Having that we can implement the half-round of SipHash:

#define M(e) (e) & 0x3f
#define HALF_ROUND(a,b,c,d, s,t, _a,_b,_c,_d)
        do {
                unsigned o;
                vec tmp, carry;
                carry = zero;
                for (o = 0; o < 64; o++) {
                        ADD(a[o], b[o], tmp, carry, carry);
                        _a[M(o-32)] = tmp;
                        _b[o] = b[M(o-s)] ^ tmp;
                }
                carry = zero;
                for (o = 0; o < 64; o++) {
                        ADD(c[o], d[o], tmp, carry, carry);
                        _c[o] = tmp;
                        _d[o] = d[M(o-t)] ^ tmp;
                }
        } while (0)

Where a - d vectors are inputs and _a - _d are used for storing the results.

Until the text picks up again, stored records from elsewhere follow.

//! XDXCT GPU enumeration over the PCI sysfs tree.
//!
//! Each device directory under the PCI root (`/sys/bus/pci/devices` by
//! default) is read into a [`PciDevice`] snapshot. Only display-class
//! functions of the configured vendor are reported; every other device is
//! silently skipped.
//!
//! ```text
//! /sys/bus/pci/devices/0000:01:00.0/
//! ├── vendor        0x1eed
//! ├── class         0x030000
//! ├── device        0x1330
//! ├── numa_node     -1
//! ├── driver        -> ../../../bus/pci/drivers/xgv
//! ├── iommu_group   -> ../../../kernel/iommu_groups/12
//! └── physfn        -> ../0000:00:01.0   (SR-IOV virtual functions only)
//! ```

mod device;
pub mod names;

pub use device::{class, is_valid_pci_address, PciDevice};
pub use names::PciIds;

use crate::config::{Config, PCI_DEVICES_ROOT, XDXCT_VENDOR_ID};
use crate::error::{Result, XdxError};
use crate::sysfs;
use std::path::{Path, PathBuf};
use tracing::{debug, info};

/// Source of XDXCT GPU snapshots.
///
/// [`PciLib`] reads them from sysfs; tests can substitute fixed devices.
pub trait GpuEnumerator {
    /// Return all GPUs, ordered by PCI address.
    fn get_gpus(&self) -> Result<Vec<PciDevice>>;

    /// Return the GPU at position `index` of [`get_gpus`](Self::get_gpus).
    fn get_gpu_by_index(&self, index: usize) -> Result<PciDevice> {
        let mut gpus = self.get_gpus()?;
        if index >= gpus.len() {
            return Err(XdxError::IndexOutOfRange { index, len: gpus.len() });
        }
        Ok(gpus.swap_remove(index))
    }

    /// Return the GPU with the given PCI address.
    fn get_gpu_by_address(&self, address: &str) -> Result<PciDevice> {
        if !is_valid_pci_address(address) {
            return Err(XdxError::InvalidPciAddress { address: address.to_string() });
        }
        self.get_gpus()?
            .into_iter()
            .find(|gpu| gpu.address == address)
            .ok_or_else(|| device::not_found(address))
    }
}

/// Sysfs-backed GPU reader.
#[derive(Debug, Clone)]
pub struct PciLib {
    root: PathBuf,
    vendor_id: u16,
    pci_ids_path: Option<PathBuf>,
}

impl Default for PciLib {
    fn default() -> Self {
        Self::new(PCI_DEVICES_ROOT)
    }
}

impl PciLib {
    /// Reader for XDXCT GPUs under `root`.
    pub fn new(root: impl Into<PathBuf>) -> Self {
        Self { root: root.into(), vendor_id: XDXCT_VENDOR_ID, pci_ids_path: None }
    }

    pub fn from_config(config: &Config) -> Self {
        Self {
            root: config.pci_devices_root.clone(),
            vendor_id: config.vendor_id,
            pci_ids_path: config.pci_ids_path.clone(),
        }
    }

    /// Same reader with a different PCI root.
    pub fn with_root(&self, root: impl Into<PathBuf>) -> Self {
        Self { root: root.into(), ..self.clone() }
    }

    pub fn root(&self) -> &Path {
        &self.root
    }

    pub fn vendor_id(&self) -> u16 {
        self.vendor_id
    }

    /// Look up one device by PCI bus ID.
    ///
    /// `Ok(None)` means the device exists but is not a GPU of our vendor;
    /// I/O and parse failures are errors.
    pub fn get_gpu_by_pci_bus_id(&self, address: &str) -> Result<Option<PciDevice>> {
        let ids = self.load_ids()?;
        PciDevice::from_sysfs(&self.root, address, self.vendor_id, ids.as_ref())
    }

    fn load_ids(&self) -> Result<Option<PciIds>> {
        self.pci_ids_path.as_deref().map(|path| PciIds::load(path, self.vendor_id)).transpose()
    }
}

impl GpuEnumerator for PciLib {
    fn get_gpus(&self) -> Result<Vec<PciDevice>> {
        let addresses: Vec<String> = sysfs::list_dir(&self.root)?
            .into_iter()
            .filter(|entry| {
                let valid = is_valid_pci_address(entry);
                if !valid {
                    debug!(entry = %entry, "Skipping non-PCI entry");
                }
                valid
            })
            .collect();

        let ids = self.load_ids()?;
        let mut gpus = Vec::new();
        for address in &addresses {
            let gpu = PciDevice::from_sysfs(&self.root, address, self.vendor_id, ids.as_ref())?;
            if let Some(gpu) = gpu {
                gpus.push(gpu);
            }
        }

        info!(
            root = %self.root.display(),
            scanned = addresses.len(),
            gpus = gpus.len(),
            "Enumerated XDXCT GPUs"
        );

        Ok(gpus)
    }

    fn get_gpu_by_address(&self, address: &str) -> Result<PciDevice> {
        if !is_valid_pci_address(address) {
            return Err(XdxError::InvalidPciAddress { address: address.to_string() });
        }
        if !self.root.join(address).exists() {
            return Err(device::not_found(address));
        }
        self.get_gpu_by_pci_bus_id(address)?.ok_or_else(|| device::not_found(address))
    }
}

Notice we don't need rotate operations - instead we just address different bit in a vector: _a[M(o-32)] instead of _a[o].

Complexity

Normally a half-round of SipHash requires:

That's 1792 operations to count 256 inputs.

The bitsliced code on the other hand does:

That's 768 operations to count 256 inputs.

In order to compute a full SipHash function one needs to run at least twelve half-rounds.

Results

Unfortunately in the end my bitsliced implementation is slower:

On my i7 CPU computing 256 SipHash hashes the normal implementation requires about:

computation:  9768 cycles

Compiled with clang and avx extensions the bitsliced code runs in:

computation: 11278 cycles
transpose:   13900 cycles

In other words - even if we ignore the cost of transposition the code still runs a bit slower than the non-parallelised version. With hand crafted assembler we should be able to do better.

Most crucially: first I need to work on reducing the cost of the bit transposition!